### Available data
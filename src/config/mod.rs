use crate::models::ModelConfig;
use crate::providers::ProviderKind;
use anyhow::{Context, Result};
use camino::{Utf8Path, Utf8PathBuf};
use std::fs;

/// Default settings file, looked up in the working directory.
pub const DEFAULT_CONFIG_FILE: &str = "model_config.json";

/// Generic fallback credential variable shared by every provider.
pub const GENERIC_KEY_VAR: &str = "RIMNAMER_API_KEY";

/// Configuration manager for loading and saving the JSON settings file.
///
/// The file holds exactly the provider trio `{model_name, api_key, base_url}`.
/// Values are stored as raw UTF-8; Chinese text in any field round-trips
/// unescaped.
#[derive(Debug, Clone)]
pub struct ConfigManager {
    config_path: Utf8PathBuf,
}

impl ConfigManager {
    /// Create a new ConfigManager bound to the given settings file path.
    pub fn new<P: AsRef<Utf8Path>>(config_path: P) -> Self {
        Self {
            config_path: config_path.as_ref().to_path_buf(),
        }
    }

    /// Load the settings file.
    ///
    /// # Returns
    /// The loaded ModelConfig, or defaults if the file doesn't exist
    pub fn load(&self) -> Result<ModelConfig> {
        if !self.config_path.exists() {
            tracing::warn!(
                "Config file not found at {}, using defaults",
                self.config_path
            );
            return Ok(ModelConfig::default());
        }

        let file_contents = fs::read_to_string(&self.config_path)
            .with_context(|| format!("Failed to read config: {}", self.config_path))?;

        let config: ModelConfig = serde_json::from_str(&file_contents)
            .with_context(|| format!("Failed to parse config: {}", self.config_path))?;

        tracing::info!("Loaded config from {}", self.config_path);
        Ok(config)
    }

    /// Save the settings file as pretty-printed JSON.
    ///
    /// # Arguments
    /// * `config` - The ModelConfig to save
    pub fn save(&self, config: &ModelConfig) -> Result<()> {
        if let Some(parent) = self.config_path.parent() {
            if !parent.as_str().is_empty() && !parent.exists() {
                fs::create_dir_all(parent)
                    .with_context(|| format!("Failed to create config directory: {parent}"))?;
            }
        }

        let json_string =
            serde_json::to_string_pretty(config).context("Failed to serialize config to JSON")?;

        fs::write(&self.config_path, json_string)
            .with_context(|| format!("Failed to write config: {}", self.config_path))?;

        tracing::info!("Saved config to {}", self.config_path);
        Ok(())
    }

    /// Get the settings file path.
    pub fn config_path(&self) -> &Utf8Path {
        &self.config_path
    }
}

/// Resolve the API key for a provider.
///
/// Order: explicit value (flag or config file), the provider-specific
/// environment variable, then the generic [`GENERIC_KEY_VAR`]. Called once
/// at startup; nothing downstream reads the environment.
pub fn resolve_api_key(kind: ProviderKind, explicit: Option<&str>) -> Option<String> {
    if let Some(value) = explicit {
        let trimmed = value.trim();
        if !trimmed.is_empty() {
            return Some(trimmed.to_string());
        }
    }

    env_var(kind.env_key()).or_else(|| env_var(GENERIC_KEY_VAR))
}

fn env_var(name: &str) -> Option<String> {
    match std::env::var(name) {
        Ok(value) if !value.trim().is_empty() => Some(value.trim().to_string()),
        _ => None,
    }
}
* * *
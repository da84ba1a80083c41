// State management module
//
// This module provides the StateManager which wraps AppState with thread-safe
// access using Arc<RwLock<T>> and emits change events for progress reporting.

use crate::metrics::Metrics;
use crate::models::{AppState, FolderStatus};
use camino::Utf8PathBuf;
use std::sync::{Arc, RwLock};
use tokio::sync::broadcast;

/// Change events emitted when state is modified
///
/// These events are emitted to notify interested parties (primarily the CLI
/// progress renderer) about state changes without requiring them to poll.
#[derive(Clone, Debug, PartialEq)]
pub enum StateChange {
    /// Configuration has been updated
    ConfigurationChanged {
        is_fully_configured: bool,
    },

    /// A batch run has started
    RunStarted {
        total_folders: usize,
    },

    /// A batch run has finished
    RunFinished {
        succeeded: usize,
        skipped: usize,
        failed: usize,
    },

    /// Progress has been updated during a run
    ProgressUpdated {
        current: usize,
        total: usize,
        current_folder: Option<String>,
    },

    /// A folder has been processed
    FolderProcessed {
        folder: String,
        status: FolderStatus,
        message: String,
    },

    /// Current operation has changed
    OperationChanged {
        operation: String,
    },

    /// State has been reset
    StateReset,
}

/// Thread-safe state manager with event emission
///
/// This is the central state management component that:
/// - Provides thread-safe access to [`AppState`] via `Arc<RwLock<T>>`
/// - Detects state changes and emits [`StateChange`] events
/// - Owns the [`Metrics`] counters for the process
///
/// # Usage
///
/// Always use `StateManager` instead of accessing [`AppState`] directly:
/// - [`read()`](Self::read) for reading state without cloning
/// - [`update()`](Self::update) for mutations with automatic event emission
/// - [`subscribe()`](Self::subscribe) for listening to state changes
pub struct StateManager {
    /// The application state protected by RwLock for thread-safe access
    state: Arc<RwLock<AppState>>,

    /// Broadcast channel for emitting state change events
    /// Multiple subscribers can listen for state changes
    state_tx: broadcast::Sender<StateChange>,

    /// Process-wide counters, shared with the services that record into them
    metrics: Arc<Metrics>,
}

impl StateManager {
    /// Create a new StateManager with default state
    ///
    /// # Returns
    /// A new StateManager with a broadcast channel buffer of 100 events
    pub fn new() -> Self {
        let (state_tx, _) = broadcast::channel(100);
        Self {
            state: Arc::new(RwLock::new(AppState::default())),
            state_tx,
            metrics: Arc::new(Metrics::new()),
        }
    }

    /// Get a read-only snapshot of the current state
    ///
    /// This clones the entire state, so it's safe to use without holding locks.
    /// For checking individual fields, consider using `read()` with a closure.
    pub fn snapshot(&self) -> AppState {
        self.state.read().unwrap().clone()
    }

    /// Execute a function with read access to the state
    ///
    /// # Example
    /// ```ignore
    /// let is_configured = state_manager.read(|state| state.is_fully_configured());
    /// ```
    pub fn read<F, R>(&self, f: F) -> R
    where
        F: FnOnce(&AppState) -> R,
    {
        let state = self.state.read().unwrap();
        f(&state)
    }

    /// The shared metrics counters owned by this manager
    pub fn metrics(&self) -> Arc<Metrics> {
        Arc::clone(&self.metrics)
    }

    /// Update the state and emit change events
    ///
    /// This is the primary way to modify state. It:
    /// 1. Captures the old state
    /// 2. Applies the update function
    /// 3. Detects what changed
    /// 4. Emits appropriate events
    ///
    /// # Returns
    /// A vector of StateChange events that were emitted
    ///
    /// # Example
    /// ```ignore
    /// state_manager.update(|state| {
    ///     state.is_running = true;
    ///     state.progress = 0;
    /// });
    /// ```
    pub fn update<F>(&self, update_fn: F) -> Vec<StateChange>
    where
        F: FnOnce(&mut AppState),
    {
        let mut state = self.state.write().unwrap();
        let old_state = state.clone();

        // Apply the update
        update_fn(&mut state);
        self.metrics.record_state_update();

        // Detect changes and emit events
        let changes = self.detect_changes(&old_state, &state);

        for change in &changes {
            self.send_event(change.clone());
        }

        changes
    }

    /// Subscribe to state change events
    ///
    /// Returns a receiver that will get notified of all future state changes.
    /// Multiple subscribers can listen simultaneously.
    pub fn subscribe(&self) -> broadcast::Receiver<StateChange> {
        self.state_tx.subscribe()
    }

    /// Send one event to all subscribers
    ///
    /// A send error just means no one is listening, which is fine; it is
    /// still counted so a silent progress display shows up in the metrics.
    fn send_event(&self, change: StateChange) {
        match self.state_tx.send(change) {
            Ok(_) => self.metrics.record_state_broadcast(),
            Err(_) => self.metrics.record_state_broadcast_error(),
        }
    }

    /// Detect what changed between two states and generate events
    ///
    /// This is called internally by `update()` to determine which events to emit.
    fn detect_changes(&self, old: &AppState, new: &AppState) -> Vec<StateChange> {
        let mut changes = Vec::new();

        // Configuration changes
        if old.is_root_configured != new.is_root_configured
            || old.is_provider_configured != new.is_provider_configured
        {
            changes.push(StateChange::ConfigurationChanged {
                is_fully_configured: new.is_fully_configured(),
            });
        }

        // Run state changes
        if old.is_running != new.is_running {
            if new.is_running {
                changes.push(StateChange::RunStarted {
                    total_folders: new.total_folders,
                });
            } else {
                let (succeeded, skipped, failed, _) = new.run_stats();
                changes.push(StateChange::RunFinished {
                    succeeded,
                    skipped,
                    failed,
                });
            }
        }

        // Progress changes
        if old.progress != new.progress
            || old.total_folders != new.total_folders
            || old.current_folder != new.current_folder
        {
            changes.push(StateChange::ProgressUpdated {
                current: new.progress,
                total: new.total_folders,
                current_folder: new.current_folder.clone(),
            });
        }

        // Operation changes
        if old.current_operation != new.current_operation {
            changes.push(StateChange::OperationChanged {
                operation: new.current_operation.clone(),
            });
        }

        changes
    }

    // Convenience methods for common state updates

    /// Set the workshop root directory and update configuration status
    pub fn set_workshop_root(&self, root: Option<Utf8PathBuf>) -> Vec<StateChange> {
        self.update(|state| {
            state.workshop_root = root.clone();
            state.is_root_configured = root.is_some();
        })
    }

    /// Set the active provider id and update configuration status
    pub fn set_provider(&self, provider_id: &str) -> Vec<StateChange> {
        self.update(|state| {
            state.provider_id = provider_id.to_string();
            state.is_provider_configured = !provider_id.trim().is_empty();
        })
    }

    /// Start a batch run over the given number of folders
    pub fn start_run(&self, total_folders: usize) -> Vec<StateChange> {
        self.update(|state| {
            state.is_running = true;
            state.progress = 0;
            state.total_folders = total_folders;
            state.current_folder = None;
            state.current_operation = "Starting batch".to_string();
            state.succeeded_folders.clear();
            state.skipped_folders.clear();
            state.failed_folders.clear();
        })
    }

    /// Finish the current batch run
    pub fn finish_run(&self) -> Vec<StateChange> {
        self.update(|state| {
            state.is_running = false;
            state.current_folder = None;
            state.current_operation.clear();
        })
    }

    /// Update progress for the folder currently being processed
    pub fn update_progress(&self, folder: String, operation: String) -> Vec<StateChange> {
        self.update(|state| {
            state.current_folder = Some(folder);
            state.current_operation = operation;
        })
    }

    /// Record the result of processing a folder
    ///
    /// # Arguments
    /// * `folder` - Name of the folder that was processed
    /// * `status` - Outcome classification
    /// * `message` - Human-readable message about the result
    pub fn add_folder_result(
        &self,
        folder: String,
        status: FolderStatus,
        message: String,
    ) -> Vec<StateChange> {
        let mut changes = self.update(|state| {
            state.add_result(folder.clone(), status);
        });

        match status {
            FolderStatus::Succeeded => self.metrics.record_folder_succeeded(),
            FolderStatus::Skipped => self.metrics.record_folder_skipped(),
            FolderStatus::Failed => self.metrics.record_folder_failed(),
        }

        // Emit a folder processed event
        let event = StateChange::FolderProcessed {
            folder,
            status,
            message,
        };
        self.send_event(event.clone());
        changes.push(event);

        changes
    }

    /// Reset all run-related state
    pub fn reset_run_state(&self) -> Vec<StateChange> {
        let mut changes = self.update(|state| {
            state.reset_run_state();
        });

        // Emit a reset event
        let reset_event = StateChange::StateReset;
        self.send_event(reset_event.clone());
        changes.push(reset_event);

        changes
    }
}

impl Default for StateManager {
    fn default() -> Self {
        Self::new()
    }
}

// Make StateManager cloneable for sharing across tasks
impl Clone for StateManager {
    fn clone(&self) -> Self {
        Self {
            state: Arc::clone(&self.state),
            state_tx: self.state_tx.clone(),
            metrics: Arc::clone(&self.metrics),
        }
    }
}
==
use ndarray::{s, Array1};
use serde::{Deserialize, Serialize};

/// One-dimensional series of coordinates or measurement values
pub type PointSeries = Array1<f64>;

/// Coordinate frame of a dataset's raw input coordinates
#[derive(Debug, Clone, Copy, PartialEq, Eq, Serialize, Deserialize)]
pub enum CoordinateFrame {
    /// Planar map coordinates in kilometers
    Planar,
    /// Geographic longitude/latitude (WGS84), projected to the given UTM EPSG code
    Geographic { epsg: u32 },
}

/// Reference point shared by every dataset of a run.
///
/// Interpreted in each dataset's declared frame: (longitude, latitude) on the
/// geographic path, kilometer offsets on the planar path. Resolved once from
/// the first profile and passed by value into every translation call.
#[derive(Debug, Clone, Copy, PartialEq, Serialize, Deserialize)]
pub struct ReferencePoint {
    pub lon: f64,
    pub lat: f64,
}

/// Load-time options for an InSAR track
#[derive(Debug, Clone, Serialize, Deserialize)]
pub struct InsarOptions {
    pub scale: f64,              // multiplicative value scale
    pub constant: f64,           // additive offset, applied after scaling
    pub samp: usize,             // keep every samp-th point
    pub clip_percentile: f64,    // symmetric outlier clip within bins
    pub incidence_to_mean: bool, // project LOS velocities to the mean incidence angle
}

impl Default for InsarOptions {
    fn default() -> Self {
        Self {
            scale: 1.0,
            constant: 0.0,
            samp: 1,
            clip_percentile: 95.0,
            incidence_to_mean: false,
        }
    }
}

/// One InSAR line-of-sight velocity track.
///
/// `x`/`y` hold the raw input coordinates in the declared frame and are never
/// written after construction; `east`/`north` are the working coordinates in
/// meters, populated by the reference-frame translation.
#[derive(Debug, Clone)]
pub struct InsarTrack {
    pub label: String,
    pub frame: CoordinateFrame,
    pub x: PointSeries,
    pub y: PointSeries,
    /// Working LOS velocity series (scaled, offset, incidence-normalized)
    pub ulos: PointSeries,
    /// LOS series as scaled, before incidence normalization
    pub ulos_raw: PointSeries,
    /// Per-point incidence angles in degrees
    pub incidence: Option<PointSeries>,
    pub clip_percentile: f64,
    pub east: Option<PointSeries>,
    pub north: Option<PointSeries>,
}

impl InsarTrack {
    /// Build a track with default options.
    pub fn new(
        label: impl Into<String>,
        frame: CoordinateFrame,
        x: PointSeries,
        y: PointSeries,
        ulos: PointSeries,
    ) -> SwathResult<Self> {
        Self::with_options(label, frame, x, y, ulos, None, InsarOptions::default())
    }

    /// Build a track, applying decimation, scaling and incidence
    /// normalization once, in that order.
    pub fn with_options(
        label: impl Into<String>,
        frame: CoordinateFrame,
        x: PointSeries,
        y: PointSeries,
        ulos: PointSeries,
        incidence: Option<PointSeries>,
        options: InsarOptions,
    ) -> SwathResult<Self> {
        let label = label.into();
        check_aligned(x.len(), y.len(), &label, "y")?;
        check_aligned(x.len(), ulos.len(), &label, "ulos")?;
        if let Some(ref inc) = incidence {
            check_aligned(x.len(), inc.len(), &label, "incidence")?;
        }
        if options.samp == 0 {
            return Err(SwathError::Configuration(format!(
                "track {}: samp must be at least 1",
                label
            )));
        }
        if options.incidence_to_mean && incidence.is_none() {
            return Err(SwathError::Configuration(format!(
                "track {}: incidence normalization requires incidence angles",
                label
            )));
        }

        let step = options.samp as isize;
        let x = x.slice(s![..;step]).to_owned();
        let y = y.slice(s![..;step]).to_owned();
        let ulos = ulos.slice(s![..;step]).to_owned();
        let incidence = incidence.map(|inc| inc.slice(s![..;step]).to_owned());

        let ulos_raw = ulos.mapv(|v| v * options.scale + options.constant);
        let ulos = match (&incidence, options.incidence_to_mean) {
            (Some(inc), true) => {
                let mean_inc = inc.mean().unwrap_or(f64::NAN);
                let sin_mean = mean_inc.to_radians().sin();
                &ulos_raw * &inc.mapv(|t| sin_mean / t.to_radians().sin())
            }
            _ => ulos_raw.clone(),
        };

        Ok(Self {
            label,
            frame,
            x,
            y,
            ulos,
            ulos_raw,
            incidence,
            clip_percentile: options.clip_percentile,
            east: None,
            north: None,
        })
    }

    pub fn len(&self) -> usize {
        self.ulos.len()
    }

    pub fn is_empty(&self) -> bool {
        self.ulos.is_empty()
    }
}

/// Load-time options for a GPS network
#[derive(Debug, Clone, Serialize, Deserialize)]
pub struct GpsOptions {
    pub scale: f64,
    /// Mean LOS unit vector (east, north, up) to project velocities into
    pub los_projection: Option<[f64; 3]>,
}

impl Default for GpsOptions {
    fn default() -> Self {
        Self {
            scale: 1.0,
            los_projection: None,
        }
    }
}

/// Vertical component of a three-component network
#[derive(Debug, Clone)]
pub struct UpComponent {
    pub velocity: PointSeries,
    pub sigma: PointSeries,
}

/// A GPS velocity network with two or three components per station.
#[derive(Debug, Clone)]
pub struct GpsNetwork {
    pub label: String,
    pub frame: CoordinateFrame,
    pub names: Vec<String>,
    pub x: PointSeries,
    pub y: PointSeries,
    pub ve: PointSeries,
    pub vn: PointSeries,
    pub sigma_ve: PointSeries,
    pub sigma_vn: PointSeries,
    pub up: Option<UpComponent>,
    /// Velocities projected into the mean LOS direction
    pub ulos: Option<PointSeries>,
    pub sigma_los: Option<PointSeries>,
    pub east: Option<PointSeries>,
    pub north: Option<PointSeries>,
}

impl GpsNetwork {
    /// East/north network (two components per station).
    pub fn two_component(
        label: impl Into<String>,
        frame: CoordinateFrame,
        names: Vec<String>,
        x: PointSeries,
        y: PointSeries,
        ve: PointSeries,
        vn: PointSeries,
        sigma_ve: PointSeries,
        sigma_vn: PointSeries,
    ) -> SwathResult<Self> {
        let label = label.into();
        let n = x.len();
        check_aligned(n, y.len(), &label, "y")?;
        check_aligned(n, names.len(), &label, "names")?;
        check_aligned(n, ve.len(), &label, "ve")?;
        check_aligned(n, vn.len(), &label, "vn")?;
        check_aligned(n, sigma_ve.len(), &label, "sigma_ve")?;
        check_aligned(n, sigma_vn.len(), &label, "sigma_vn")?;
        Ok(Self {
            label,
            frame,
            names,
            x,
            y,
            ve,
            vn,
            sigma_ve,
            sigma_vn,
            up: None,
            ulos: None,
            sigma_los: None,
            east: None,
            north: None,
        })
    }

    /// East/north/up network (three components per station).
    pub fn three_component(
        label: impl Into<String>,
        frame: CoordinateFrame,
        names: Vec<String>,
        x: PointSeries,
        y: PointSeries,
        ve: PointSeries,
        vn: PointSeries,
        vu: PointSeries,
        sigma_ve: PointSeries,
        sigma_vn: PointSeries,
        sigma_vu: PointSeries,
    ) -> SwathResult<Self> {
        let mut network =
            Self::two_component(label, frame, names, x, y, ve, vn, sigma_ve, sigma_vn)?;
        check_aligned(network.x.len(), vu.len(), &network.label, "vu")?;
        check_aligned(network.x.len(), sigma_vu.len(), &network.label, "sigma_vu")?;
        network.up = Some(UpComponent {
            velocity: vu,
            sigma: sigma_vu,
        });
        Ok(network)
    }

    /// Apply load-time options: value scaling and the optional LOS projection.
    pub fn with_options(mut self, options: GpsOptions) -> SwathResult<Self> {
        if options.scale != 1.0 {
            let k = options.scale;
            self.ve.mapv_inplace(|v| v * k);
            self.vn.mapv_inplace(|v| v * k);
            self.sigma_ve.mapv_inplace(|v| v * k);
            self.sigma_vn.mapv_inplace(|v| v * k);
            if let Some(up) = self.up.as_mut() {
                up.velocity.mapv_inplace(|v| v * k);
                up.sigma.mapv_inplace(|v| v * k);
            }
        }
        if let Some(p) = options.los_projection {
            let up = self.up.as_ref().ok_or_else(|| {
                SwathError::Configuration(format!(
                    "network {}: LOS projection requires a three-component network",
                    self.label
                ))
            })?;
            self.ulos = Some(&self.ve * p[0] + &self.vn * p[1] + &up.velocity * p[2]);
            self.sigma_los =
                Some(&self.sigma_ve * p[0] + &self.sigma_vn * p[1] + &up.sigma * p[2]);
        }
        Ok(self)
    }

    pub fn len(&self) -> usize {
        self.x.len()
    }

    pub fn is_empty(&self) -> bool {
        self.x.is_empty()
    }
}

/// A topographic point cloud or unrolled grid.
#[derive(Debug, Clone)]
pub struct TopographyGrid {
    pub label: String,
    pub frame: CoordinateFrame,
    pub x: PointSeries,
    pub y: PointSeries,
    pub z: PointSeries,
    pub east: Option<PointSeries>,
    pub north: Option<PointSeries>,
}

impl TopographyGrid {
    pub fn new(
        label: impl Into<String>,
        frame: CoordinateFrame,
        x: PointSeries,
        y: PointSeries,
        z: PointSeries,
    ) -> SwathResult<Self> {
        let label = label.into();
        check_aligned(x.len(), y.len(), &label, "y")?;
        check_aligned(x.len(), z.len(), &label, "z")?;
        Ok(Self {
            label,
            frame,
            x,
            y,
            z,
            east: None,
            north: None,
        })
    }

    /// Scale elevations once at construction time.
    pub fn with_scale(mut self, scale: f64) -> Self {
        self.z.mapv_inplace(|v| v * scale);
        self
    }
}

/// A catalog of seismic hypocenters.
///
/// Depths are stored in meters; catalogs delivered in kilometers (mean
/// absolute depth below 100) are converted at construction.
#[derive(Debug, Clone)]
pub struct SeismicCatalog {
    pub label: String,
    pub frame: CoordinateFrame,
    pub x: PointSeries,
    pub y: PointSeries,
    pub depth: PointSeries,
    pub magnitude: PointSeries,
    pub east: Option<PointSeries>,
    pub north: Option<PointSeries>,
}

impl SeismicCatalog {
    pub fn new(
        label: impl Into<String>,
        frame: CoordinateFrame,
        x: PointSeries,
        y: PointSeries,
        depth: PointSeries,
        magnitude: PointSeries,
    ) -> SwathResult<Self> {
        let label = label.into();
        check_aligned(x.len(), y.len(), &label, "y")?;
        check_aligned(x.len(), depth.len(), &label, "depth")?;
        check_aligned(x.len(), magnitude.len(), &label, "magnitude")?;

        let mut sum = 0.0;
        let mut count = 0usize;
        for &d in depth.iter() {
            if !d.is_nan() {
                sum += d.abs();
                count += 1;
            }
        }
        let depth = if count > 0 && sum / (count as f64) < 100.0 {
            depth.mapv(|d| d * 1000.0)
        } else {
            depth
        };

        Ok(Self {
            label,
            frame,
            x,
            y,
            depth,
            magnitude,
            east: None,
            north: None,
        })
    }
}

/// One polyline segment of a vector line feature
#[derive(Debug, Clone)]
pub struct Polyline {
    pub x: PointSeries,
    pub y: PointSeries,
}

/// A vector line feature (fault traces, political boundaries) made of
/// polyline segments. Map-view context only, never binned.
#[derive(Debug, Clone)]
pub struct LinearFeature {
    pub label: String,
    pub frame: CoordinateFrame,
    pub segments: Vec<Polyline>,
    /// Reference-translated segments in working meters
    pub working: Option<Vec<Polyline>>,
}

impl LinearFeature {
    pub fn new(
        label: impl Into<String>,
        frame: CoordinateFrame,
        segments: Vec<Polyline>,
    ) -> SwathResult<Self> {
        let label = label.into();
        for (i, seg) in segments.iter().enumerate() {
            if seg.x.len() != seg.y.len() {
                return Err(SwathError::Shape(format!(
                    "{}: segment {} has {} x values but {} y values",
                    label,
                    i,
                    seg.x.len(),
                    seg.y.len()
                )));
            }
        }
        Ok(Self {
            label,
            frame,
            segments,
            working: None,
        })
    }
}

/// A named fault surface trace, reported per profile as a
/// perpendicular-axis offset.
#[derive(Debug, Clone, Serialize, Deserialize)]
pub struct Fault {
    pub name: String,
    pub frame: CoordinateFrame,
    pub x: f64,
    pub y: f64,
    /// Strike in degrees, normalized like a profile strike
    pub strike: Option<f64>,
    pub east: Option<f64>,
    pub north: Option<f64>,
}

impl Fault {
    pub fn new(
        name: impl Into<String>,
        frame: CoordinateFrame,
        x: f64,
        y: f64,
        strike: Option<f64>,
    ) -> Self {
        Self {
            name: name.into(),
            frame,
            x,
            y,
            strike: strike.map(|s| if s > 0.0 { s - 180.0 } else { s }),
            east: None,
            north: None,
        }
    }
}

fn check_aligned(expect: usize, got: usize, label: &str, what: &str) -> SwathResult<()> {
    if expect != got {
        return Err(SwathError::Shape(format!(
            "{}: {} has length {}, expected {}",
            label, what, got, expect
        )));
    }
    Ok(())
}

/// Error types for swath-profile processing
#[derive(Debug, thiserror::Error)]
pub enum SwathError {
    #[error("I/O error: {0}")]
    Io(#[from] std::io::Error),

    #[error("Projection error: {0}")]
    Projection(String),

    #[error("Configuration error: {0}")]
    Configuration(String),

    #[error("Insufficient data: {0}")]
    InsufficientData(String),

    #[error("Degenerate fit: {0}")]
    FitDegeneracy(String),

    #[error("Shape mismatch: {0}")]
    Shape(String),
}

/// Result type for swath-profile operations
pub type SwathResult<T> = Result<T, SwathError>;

### Problem details
For each line in the data above that contains the string "Copy", extract the line.

### Exercise response
#[derive(Debug, Clone, Copy, PartialEq, Eq, Serialize, Deserialize)]
#[derive(Debug, Clone, Copy, PartialEq, Serialize, Deserialize)]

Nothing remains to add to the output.